(Saved entries)

━━━━━━

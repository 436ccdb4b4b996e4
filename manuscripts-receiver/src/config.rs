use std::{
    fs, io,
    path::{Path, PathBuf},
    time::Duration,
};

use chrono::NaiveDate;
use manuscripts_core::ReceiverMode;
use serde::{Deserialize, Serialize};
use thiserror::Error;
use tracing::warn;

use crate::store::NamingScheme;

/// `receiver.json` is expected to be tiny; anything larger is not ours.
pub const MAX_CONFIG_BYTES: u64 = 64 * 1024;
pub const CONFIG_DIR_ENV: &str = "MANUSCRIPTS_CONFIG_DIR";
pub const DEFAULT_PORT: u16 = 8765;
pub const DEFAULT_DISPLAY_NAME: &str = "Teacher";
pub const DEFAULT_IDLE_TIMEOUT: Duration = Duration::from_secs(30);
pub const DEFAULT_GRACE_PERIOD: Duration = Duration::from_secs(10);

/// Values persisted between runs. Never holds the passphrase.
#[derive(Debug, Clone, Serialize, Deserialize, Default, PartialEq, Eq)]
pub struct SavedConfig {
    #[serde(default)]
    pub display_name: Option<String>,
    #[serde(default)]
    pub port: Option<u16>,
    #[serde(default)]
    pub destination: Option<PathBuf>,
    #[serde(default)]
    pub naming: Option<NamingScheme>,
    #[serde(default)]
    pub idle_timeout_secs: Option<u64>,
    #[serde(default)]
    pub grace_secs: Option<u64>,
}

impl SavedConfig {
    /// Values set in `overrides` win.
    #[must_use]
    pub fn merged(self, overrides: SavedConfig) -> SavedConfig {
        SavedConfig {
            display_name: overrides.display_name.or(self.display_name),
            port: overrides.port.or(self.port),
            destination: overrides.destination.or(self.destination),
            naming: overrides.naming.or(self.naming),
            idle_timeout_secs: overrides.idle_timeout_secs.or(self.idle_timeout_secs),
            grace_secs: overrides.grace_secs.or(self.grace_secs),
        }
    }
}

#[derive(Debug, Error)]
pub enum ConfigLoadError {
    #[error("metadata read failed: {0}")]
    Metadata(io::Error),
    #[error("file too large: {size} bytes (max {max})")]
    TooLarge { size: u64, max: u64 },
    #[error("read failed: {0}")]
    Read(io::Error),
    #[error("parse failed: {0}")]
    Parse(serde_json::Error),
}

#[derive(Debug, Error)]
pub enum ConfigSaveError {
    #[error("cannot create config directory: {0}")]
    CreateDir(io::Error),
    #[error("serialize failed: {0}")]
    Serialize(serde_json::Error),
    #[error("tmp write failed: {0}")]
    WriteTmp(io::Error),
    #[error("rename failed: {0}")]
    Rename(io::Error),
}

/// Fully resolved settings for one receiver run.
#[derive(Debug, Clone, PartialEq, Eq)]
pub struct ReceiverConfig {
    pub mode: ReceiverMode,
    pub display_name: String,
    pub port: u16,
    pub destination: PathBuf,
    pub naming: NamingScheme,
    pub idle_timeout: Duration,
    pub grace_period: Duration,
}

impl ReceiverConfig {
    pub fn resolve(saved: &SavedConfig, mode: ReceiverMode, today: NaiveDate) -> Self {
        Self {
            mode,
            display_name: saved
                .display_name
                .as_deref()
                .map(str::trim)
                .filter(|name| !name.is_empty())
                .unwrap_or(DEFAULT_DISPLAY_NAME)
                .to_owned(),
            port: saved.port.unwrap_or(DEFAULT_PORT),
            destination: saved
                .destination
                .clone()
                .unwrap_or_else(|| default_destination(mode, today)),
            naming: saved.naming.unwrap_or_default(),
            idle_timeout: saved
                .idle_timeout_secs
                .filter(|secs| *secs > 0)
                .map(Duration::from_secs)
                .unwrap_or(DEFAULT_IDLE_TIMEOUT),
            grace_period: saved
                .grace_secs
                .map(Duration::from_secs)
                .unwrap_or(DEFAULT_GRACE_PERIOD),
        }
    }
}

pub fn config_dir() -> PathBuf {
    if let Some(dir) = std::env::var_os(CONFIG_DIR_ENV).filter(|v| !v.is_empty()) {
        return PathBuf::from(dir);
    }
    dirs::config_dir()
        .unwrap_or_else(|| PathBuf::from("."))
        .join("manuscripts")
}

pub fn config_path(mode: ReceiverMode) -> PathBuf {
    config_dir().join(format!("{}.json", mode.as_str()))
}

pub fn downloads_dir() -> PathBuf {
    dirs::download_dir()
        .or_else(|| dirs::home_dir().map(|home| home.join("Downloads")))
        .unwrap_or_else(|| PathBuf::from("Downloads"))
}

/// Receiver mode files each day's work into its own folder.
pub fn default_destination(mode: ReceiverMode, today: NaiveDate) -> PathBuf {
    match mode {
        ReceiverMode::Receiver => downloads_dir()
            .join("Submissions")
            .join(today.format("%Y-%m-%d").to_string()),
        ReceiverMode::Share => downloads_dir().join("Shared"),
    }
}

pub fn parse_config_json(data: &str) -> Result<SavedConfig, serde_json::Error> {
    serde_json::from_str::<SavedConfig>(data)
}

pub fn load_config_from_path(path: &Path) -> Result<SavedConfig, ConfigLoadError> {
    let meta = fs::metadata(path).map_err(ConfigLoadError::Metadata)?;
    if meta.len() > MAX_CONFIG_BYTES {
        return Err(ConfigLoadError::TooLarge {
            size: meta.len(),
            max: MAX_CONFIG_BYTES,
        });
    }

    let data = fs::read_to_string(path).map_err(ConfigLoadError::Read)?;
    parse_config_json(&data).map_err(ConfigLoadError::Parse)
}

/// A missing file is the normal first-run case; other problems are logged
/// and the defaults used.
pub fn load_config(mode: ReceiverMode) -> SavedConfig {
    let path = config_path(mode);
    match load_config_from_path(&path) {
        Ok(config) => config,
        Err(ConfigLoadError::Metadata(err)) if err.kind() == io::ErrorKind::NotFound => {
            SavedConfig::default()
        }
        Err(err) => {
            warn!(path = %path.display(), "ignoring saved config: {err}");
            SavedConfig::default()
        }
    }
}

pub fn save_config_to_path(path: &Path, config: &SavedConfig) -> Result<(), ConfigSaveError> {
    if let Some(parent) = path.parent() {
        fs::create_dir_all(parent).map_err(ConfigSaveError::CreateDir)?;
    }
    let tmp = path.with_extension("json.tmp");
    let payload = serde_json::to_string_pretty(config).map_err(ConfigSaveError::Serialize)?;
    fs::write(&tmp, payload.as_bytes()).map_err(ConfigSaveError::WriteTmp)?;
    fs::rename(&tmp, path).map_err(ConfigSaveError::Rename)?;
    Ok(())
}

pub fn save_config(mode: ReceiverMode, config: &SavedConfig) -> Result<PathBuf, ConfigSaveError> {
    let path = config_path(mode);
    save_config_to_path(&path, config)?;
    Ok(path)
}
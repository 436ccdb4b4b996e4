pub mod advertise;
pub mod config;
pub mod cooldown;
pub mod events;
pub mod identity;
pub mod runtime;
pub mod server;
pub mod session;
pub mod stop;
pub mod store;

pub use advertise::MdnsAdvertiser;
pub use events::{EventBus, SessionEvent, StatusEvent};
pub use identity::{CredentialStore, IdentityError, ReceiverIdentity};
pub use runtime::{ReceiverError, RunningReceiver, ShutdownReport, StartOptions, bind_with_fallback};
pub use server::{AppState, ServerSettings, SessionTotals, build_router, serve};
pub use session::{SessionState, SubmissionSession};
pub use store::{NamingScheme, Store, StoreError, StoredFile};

━━━━━━

■ WHAT TO PRODUCE
Copy out each line of the entries above that holds "Debug".

■ YOUR RESPONSE
#[derive(Debug, Clone, Serialize, Deserialize, Default, PartialEq, Eq)]
#[derive(Debug, Error)]
#[derive(Debug, Error)]
#[derive(Debug, Clone, PartialEq, Eq)]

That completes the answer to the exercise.